In just a few weeks, Dorit has learned to decipher this sound code. Now, as 
she listens to the strange noises coming through her headphones, she is able 
to interpret their meaning and draw the corresponding shapes and letters on 
a piece of paper.

Would one therefore be justified in saying that she can see? "It is hard to 
say if, by using our system, her perception of objects is the same as that 
of a sighted person. But another patient, Beth Fletscher, who lost her sight 
when she was 20, has said that, as far as she can tell, what she perceives 
through the vOICe system is quite similar to what she used to see."

This is exactly what the Israeli researcher wanted to achieve. Even so, when 
using imaging equipment to examine the brain of their subjects, Amedi and 
his team were amazed to see that the sound code they had devised was 
processed by the subjects' visual rather than auditory cortex, where sound 
information is usually processed. "Conversely," continued Amedi, "there was 
no evidence of activity in their visual cortex when we had them listen to a 
cat meowing or a cock crowing." The conclusion is that Amedi's sounds are, 
in fact, processed by that part of the brain usually devoted to object 
recognition. For this particular neuroscientist, it merely serves to confirm 
the extraordinary adaptability of the human brain.

At the Université de Montréal's School of Optometry, Maurice Ptito and 
Franco Lepori were among those who discovered that tactile information can 
be relayed to a blind person's visual cortex. This means they can be said to 
"see with their tongue," just as Amedi's device enables them to "see with 
their ears." "Our studies have clearly shown that a blind person's visual 
cortex performs other functions, specifically those associated with verbal 
memory," explains Amedi. This is equally true for people who are blind from 
birth as for those who became blind later in life.

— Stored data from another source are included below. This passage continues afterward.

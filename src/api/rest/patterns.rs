//! Pattern count endpoints

use std::sync::Arc;

use axum::{
    extract::{Path, Query, State},
    response::{IntoResponse, Response},
    Json,
};
use serde::{Deserialize, Serialize};

use super::{blocking, ApiError};
use crate::api::state::AppState;
use crate::types::{Granularity, PatternCount};

/// Query parameters for GET /api/patterns/:granularity
#[derive(Debug, Deserialize)]
pub struct PatternParams {
    /// Exact signature to look up
    pub signature: Option<String>,
    /// Number of top signatures (default: 10, max: 100)
    #[serde(default = "default_limit")]
    pub limit: usize,
}

fn default_limit() -> usize {
    10
}

/// Most frequent signatures of one granularity
#[derive(Debug, Serialize)]
pub struct TopPatterns {
    pub granularity: Granularity,
    pub patterns: Vec<PatternCount>,
}

/// GET /api/patterns/:granularity - Count for a signature, or the top signatures
pub async fn get_patterns(
    State(state): State<Arc<AppState>>,
    Path(granularity): Path<String>,
    Query(params): Query<PatternParams>,
) -> Result<Response, ApiError> {
    let Some(granularity) = Granularity::parse(&granularity) else {
        return Err(ApiError::bad_request(format!(
            "unknown granularity '{}', expected over, innings or match",
            granularity
        )));
    };

    let store = state.store.clone();
    match params.signature {
        Some(signature) => {
            let count = blocking(move || store.pattern_count(granularity, &signature)).await?;
            Ok(Json(count).into_response())
        }
        None => {
            let limit = params.limit.clamp(1, 100);
            let patterns = blocking(move || store.top_patterns(granularity, limit)).await?;
            Ok(Json(TopPatterns {
                granularity,
                patterns,
            })
            .into_response())
        }
    }
}
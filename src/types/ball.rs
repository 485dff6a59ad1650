//! Ball events and the ingestion payload

use serde::{Deserialize, Deserializer, Serialize};

use super::card::{parse_runs_display, Card};
use super::status::MatchStatus;

/// Lowest accepted run value (wicket)
pub const MIN_RUNS: i32 = -1;

/// Highest accepted run value (runs plus extras)
pub const MAX_RUNS: i32 = 12;

/// One delivery, as stored. Immutable once written.
#[derive(Debug, Clone, PartialEq, Eq, Serialize, Deserialize)]
pub struct BallEvent {
    pub match_id: String,
    pub timestamp: String,
    pub ball_number: u32,
    pub runs: i32,
    #[serde(default)]
    pub is_four: bool,
    #[serde(default)]
    pub is_six: bool,
    #[serde(default)]
    pub is_wicket: bool,
    #[serde(default)]
    pub is_dot: bool,
}

/// A stored ball together with its insertion identity
#[derive(Debug, Clone, PartialEq, Eq, Serialize)]
pub struct StoredBall {
    pub id: i64,
    #[serde(flatten)]
    pub ball: BallEvent,
    pub received_at: String,
    /// Label of the card that scores `runs`, when one exists
    pub card: Option<String>,
}

impl StoredBall {
    pub fn new(id: i64, ball: BallEvent, received_at: String) -> Self {
        let card = Card::from_runs(ball.runs).map(|c| c.label().to_string());
        Self {
            id,
            ball,
            received_at,
            card,
        }
    }
}

/// Body of `POST /api/ingest/ball`
#[derive(Debug, Clone, Serialize, Deserialize)]
pub struct BallPayload {
    pub match_id: String,
    #[serde(default = "crate::utils::now_rfc3339")]
    pub timestamp: String,
    pub ball_number: i64,
    #[serde(deserialize_with = "deserialize_runs")]
    pub runs: i32,
    #[serde(default)]
    pub is_four: bool,
    #[serde(default)]
    pub is_six: bool,
    #[serde(default)]
    pub is_wicket: bool,
    #[serde(default)]
    pub is_dot: bool,
    /// Missing or `null` means play is in progress
    #[serde(default)]
    pub match_status: Option<String>,
}

/// Status assumed when the producer sends none
pub const DEFAULT_STATUS: &str = "LIVE";

/// Accept `4`, `"4"` or a wicket marker such as `"W"`.
fn deserialize_runs<'de, D>(deserializer: D) -> Result<i32, D::Error>
where
    D: Deserializer<'de>,
{
    #[derive(Deserialize)]
    #[serde(untagged)]
    enum RunsValue {
        Number(i64),
        Text(String),
    }

    match RunsValue::deserialize(deserializer)? {
        RunsValue::Number(n) => i32::try_from(n)
            .map_err(|_| serde::de::Error::custom(format!("runs out of range: {}", n))),
        RunsValue::Text(text) => parse_runs_display(&text)
            .ok_or_else(|| serde::de::Error::custom(format!("unrecognised runs value '{}'", text))),
    }
}

impl BallPayload {
    /// Check the payload and split it into the stored event and its status.
    pub fn validate(self) -> Result<(BallEvent, MatchStatus), String> {
        let match_id = self.match_id.trim().to_string();
        if match_id.is_empty() {
            return Err("match_id must not be empty".to_string());
        }
        if self.ball_number < 1 || self.ball_number > u32::MAX as i64 {
            return Err(format!(
                "ball_number must be a positive integer, got {}",
                self.ball_number
            ));
        }
        if !(MIN_RUNS..=MAX_RUNS).contains(&self.runs) {
            return Err(format!(
                "runs must be between {} and {}, got {}",
                MIN_RUNS, MAX_RUNS, self.runs
            ));
        }

        let raw_status = self.match_status.as_deref().unwrap_or(DEFAULT_STATUS);
        let status = MatchStatus::parse(raw_status);
        let event = BallEvent {
            match_id,
            timestamp: self.timestamp,
            ball_number: self.ball_number as u32,
            runs: self.runs,
            is_four: self.is_four,
            is_six: self.is_six,
            is_wicket: self.is_wicket,
            is_dot: self.is_dot,
        };
        Ok((event, status))
    }
}

#[cfg(test)]
mod tests {
    use super::*;
    use serde_json::json;

    fn payload(value: serde_json::Value) -> BallPayload {
        serde_json::from_value(value).unwrap()
    }

    #[test]
    fn test_runs_from_number_or_text() {
        let p = payload(json!({"match_id": "M1", "ball_number": 1, "runs": 4}));
        assert_eq!(p.runs, 4);
        let p = payload(json!({"match_id": "M1", "ball_number": 1, "runs": "6"}));
        assert_eq!(p.runs, 6);
        let p = payload(json!({"match_id": "M1", "ball_number": 1, "runs": "W"}));
        assert_eq!(p.runs, -1);
    }

    #[test]
    fn test_unknown_runs_text_is_rejected() {
        let result = serde_json::from_value::<BallPayload>(
            json!({"match_id": "M1", "ball_number": 1, "runs": "?"}),
        );
        assert!(result.is_err());
    }

    #[test]
    fn test_defaults() {
        let p = payload(json!({"match_id": "M1", "ball_number": 3, "runs": 0}));
        assert_eq!(p.match_status, None);
        assert!(!p.timestamp.is_empty());
        assert!(!p.is_dot);
    }

    #[test]
    fn test_null_status_reads_as_live() {
        let p = payload(json!({
            "match_id": "M1",
            "ball_number": 2,
            "runs": "ww",
            "is_wicket": true,
            "match_status": null
        }));
        assert_eq!(p.match_status, None);
        let (ball, status) = p.validate().unwrap();
        assert_eq!(ball.runs, -1);
        assert_eq!(status, MatchStatus::Live("LIVE".to_string()));
    }

    #[test]
    fn test_validate_splits_status() {
        let p = payload(json!({
            "match_id": " M1 ",
            "timestamp": "2025-01-01T10:00:00",
            "ball_number": 30,
            "runs": 1,
            "match_status": "COMPLETED"
        }));
        let (ball, status) = p.validate().unwrap();
        assert_eq!(ball.match_id, "M1");
        assert_eq!(ball.ball_number, 30);
        assert_eq!(status, MatchStatus::Completed);
    }

    #[test]
    fn test_validate_rejects_bad_fields() {
        let p = payload(json!({"match_id": "", "ball_number": 1, "runs": 1}));
        assert!(p.validate().is_err());
        let p = payload(json!({"match_id": "M1", "ball_number": 0, "runs": 1}));
        assert!(p.validate().is_err());
        let p = payload(json!({"match_id": "M1", "ball_number": 1, "runs": 40}));
        assert!(p.validate().is_err());
    }
}
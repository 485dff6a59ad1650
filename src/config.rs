//! Server configuration
//!
//! Read from the environment after `.env.local` / `.env` are loaded.

use std::path::PathBuf;

use tracing::warn;

use crate::ingest::IngestConfig;
use crate::store::StoreConfig;

pub const DEFAULT_BIND: &str = "0.0.0.0:5000";
pub const DEFAULT_DB_PATH: &str = "data/cricket.sqlite";
pub const DEFAULT_LIVE_LIMIT: usize = 30;

#[derive(Debug, Clone)]
pub struct ServerConfig {
    pub bind_addr: String,
    pub database_path: PathBuf,
    /// Max rows returned by the live-match query
    pub live_limit: usize,
    pub dedupe_balls: bool,
    pub enforce_lifecycle: bool,
    pub log_json: bool,
}

impl Default for ServerConfig {
    fn default() -> Self {
        Self {
            bind_addr: DEFAULT_BIND.to_string(),
            database_path: PathBuf::from(DEFAULT_DB_PATH),
            live_limit: DEFAULT_LIVE_LIMIT,
            dedupe_balls: true,
            enforce_lifecycle: true,
            log_json: false,
        }
    }
}

impl ServerConfig {
    /// Load `.env.local` then `.env`; missing files are fine.
    pub fn load_dotenv() {
        let _ = dotenvy::from_filename(".env.local");
        let _ = dotenvy::from_filename(".env");
    }

    pub fn from_env() -> Self {
        Self::from_lookup(|key| std::env::var(key).ok())
    }

    /// Build from any key lookup; unparseable values fall back to defaults.
    pub fn from_lookup<F>(lookup: F) -> Self
    where
        F: Fn(&str) -> Option<String>,
    {
        let defaults = Self::default();

        Self {
            bind_addr: lookup("CRICKET_BIND")
                .filter(|v| !v.trim().is_empty())
                .unwrap_or(defaults.bind_addr),
            database_path: lookup("CRICKET_DB_PATH")
                .filter(|v| !v.trim().is_empty())
                .map(PathBuf::from)
                .unwrap_or(defaults.database_path),
            live_limit: parse_or(
                "CRICKET_LIVE_LIMIT",
                lookup("CRICKET_LIVE_LIMIT"),
                defaults.live_limit,
            )
            .max(1),
            dedupe_balls: flag_or(
                "CRICKET_DEDUPE_BALLS",
                lookup("CRICKET_DEDUPE_BALLS"),
                defaults.dedupe_balls,
            ),
            enforce_lifecycle: flag_or(
                "CRICKET_ENFORCE_LIFECYCLE",
                lookup("CRICKET_ENFORCE_LIFECYCLE"),
                defaults.enforce_lifecycle,
            ),
            log_json: flag_or("CRICKET_LOG_JSON", lookup("CRICKET_LOG_JSON"), defaults.log_json),
        }
    }

    pub fn store_config(&self) -> StoreConfig {
        StoreConfig::new(&self.database_path)
    }

    pub fn ingest_config(&self) -> IngestConfig {
        IngestConfig {
            dedupe_balls: self.dedupe_balls,
            enforce_lifecycle: self.enforce_lifecycle,
        }
    }
}

fn parse_or(key: &str, raw: Option<String>, default: usize) -> usize {
    match raw {
        None => default,
        Some(raw) => raw.trim().parse().unwrap_or_else(|_| {
            warn!(key, value = %raw, default, "invalid number, using default");
            default
        }),
    }
}

/// Parse a boolean flag (`true/false/1/0/yes/no/on/off`)
pub fn parse_flag(raw: &str) -> Option<bool> {
    match raw.trim().to_ascii_lowercase().as_str() {
        "true" | "1" | "yes" | "on" => Some(true),
        "false" | "0" | "no" | "off" => Some(false),
        _ => None,
    }
}

fn flag_or(key: &str, raw: Option<String>, default: bool) -> bool {
    match raw {
        None => default,
        Some(raw) => parse_flag(&raw).unwrap_or_else(|| {
            warn!(key, value = %raw, default, "invalid flag, using default");
            default
        }),
    }
}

The results of Amedi's research have been published in collaboration with 
American and Dutch researchers in the prestigious journal Nature 
Neuroscience. Eventually, Amedi hopes to develop high-tech glasses that 
would convert visual information into auditory signals. For the 
approximately 45 million blind people in the world, that would be a real 
miracle!




--------------------------------------------------------------------------------

The Institute for Medical Research Israel-Canada (IMRIC) opened in June 2009 
at the Hebrew University of Jerusalem. Québec Science was invited by the 
Canadian Friends of the Hebrew University of Jerusalem to meet Israeli 
researchers on this occasion. One of the centre's goals is to facilitate 
collaboration between Canadian and Israeli researchers.